What Is Reckless Driving?
Reckless driving can include a number of different allegations, from excessive speed to racing, from failure to signal properly to improper passing. The Code of Virginia Article 7 outlines numerous categories of reckless driving and improper driving offenses. If you are charged with reckless driving and do not participate in the proceedings in traffic court you will be convicted of the crime. If you are convicted of the crime then you will have a criminal record. You can and should fight most traffic citations.
A reckless driving conviction is a criminal conviction that will go on your permanent record.
Excessive Speeding Can Result In Reckless Driving Charge
It is very common for clients to need an attorney in cases of excessive speeding. It may be that you think you received a standard speeding ticket. However, the law in Virginia is that if you are driving 20 or more miles over the speed limit or faster than 80 miles per hour, you are guilty of reckless driving. So if the speed limit was 65 and you were cited at 81, you could be charged with reckless driving, which is criminal offense that will go on your permanent record.

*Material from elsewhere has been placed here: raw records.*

mod ec;
mod qr;

pub use qr::{Module, QR, QUIET_ZONE};

use tracing::{debug, info};

use crate::common::{
    bit_utils::BitStream,
    codec::{encode, Mode},
    error::{QRError, QRResult},
    mask::{apply_best_mask, compute_total_penalty, MaskPattern},
    metadata::{ECLevel, Version, DEFAULT_VERSION},
};
use ec::ecc;

pub struct QRBuilder<'a> {
    data: &'a str,
    version: Version,
    ec_level: ECLevel,
    mode: Option<Mode>,
    mask: Option<MaskPattern>,
}

impl<'a> QRBuilder<'a> {
    pub fn new(data: &'a str) -> Self {
        Self { data, version: DEFAULT_VERSION, ec_level: ECLevel::M, mode: None, mask: None }
    }

    pub fn data(&mut self, data: &'a str) -> &mut Self {
        self.data = data;
        self
    }

    pub fn version(&mut self, version: Version) -> &mut Self {
        self.version = version;
        self
    }

    pub fn ec_level(&mut self, ec_level: ECLevel) -> &mut Self {
        self.ec_level = ec_level;
        self
    }

    /// Forces an encoding mode instead of classifying the input.
    pub fn mode(&mut self, mode: Mode) -> &mut Self {
        self.mode = Some(mode);
        self
    }

    /// Forces a mask pattern instead of picking the lowest penalty one.
    pub fn mask(&mut self, mask: MaskPattern) -> &mut Self {
        self.mask = Some(mask);
        self
    }

    pub fn metadata(&self) -> String {
        let mode = match self.mode {
            Some(m) => m.to_string(),
            None => "Auto".to_string(),
        };
        let mask = match self.mask {
            Some(m) => format!("{}", *m),
            None => "Auto".to_string(),
        };
        format!(
            "{{ Version: {}, Ec level: {:?}, Mode: {mode}, Mask: {mask} }}",
            *self.version, self.ec_level
        )
    }
}

#[cfg(test)]
mod qrbuilder_util_tests {
    use super::QRBuilder;
    use crate::common::{codec::Mode, error::QRError, mask::MaskPattern, metadata::ECLevel};

    #[test]
    fn test_metadata() {
        let mut qr_builder = QRBuilder::new("Hello, world!");
        assert_eq!(qr_builder.metadata(), "{ Version: 4, Ec level: M, Mode: Auto, Mask: Auto }");
        qr_builder.ec_level(ECLevel::L).mode(Mode::Byte).mask(MaskPattern::new(5).unwrap());
        assert_eq!(qr_builder.metadata(), "{ Version: 4, Ec level: L, Mode: BYTE, Mask: 5 }");
    }

    #[test]
    fn test_data_setter() {
        let mut qr_builder = QRBuilder::new("first");
        let qr = qr_builder.data("12345").build().unwrap();
        assert_eq!(qr.text(), "12345");
        assert_eq!(qr.mode(), Mode::Numeric);
        assert_eq!(qr_builder.data("").build().unwrap_err(), QRError::EmptyData);
    }
}

impl QRBuilder<'_> {
    pub fn build(&self) -> QRResult<QR> {
        let mut qr = self.build_unmasked()?;

        let mask = match self.mask {
            Some(m) => {
                debug!("Applying mask {}...", *m);
                qr.apply_mask(m);
                m
            }
            None => {
                debug!("Finding & applying best mask...");
                apply_best_mask(&mut qr)
            }
        };

        let total_modules = qr.width() * qr.width();
        let dark_modules = qr.count_dark_modules();
        let data_cap = qr.version().data_codewords(qr.ec_level());
        let ecc_cap = qr.version().ecc_codewords(qr.ec_level());

        info!("QR generated {}", qr.metadata());
        info!("Data codewords: {data_cap}, Ecc codewords: {ecc_cap}");
        info!(
            "Dark cells: {dark_modules}, Light cells: {}, Balance: {}%",
            total_modules - dark_modules,
            dark_modules * 100 / total_modules
        );
        info!("Mask: {}, Penalty: {}", *mask, compute_total_penalty(&qr));

        Ok(qr)
    }

    /// Runs every stage except masking: the grid holds function patterns and
    /// unmasked payload modules.
    pub(crate) fn build_unmasked(&self) -> QRResult<QR> {
        debug!("Generating QR {}...", self.metadata());
        if self.data.is_empty() {
            return Err(QRError::EmptyData);
        }

        let mode = self.mode.unwrap_or_else(|| Mode::classify(self.data));
        debug!("Encoding data in {mode} mode...");
        let encoded_data = encode(self.data, mode, self.ec_level, self.version)?;

        debug!("Constructing payload with ecc...");
        let data_codewords = encoded_data.codewords();
        let ecc_codewords = ecc(data_codewords, self.version, self.ec_level);
        let mut payload = BitStream::new(self.version.total_codewords(self.ec_level) << 3);
        payload.extend(data_codewords);
        payload.extend(&ecc_codewords);

        debug!("Constructing QR...");
        let mut qr = QR::new(self.version, self.ec_level, mode, self.data);

        debug!("Drawing functional patterns...");
        qr.draw_all_function_patterns();

        debug!("Drawing encoding region...");
        qr.draw_encoding_region(payload);

        Ok(qr)
    }
}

The Consequences Of A Reckless Driving Conviction
Most people understand that a traffic violation will likely affect their insurance rates or even their driver’s license. But when you are convicted of a crime, the consequences are more serious. If it is a traffic-related crime, you may be dropped by your insurance altogether and most certainly your rates will increase. In some circumstances you may experience a license suspension or loss of security clearance at your job. Drivers with a commercial driver’s license(CDL) will likely have serious employment repercussions.